11th President of Bradley University
- In office January 2016 – May 2020
- Preceded by: Joanne Glasser
- Succeeded by: Stephen Standifird

Personal details
- Education: Bradley University (BA) Stanford University (JD)

= Gary R. Roberts =

Gary R. Roberts is a former President of Bradley University in Peoria, Illinois, and is also a former Dean of the Indiana University Robert H. McKinney School of Law and Gerald L. Bepko Professor of Law. Roberts earned his Bachelor of Arts degree from Bradley and his J.D. from Stanford University in 1970 and 1975 respectively.

== Career ==
After completing his legal studies, Roberts clerked for Ben C. Duniway on the United States Court of Appeals for the Ninth Circuit in San Francisco. In 1976, he entered private practice in Washington, D.C., with the firm of Covington & Burling specializing in sports law. In 1983, he became a faculty member at Tulane Law School in New Orleans and eventually was named the Deputy Dean, Sumter Davis Marks Professor of Law and Sports Law Program Director.

Since 1987, Roberts has been on the board of directors for the Sports Lawyer Association and has since edited a monthly sports newsletter and the publication of the Sports Lawyers Journal. He served as president of the association from 1995 through 1997.

As a practitioner of sports law, his clients have included major sports leagues and associations, teams, players, and coaches in the U.S. and England.

Roberts joined the Indiana University Robert H. McKinney School of Law as dean in July 2007.
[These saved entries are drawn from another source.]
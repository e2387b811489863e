// SPDX-FileCopyrightText: 2026 Cadence Contributors
// SPDX-License-Identifier: MIT OR Apache-2.0

//! Conversation strategy selection.
//!
//! [`StrategySelector`] is a deterministic, priority-ordered rule set that
//! picks the next conversation type and topic for a lead. [`signals`] holds
//! the reply-side inputs it depends on: purchase-signal detection and the
//! sentiment trend.

pub mod selector;
pub mod signals;

pub use selector::{StrategyDecision, StrategyRule, StrategySelector};
pub use signals::{detect_purchase_signal, update_sentiment_trend};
In October 2015 Roberts announced that he will return to his alma mater of Bradley University to assume the position of president of the university starting January 1, 2016.

== Controversy ==
In December 2016, when asked how his administration responded to an alleged sexual assault on the campus of Bradley University, Roberts responded:"We investigated it thoroughly. A lot of these incidents, like this one, involve students who knew each other who got very drunk. Um, teenage kids sometimes behave in stupid ways and that's basically what happened this time. But we've investigated it thoroughly and have taken appropriate steps. We have to put out a campus safety alert when something like happened happened and that causes public alarm, but it really was just an unfortunate incident involving some students that didn't behave very well." After his initial statement was criticized for not recognizing sexual assault as criminal activity and being dismissive of survivors of sexual assault, Roberts later indicated a desire to "take back my ill-considered comments."

In May 2018, Roberts penned an opinion piece advocating against revoking an honorary degree granted by Bradley University to Bill Cosby after Cosby was convicted of three counts of aggravated indecent assault, acts Roberts described as "horrible behavior".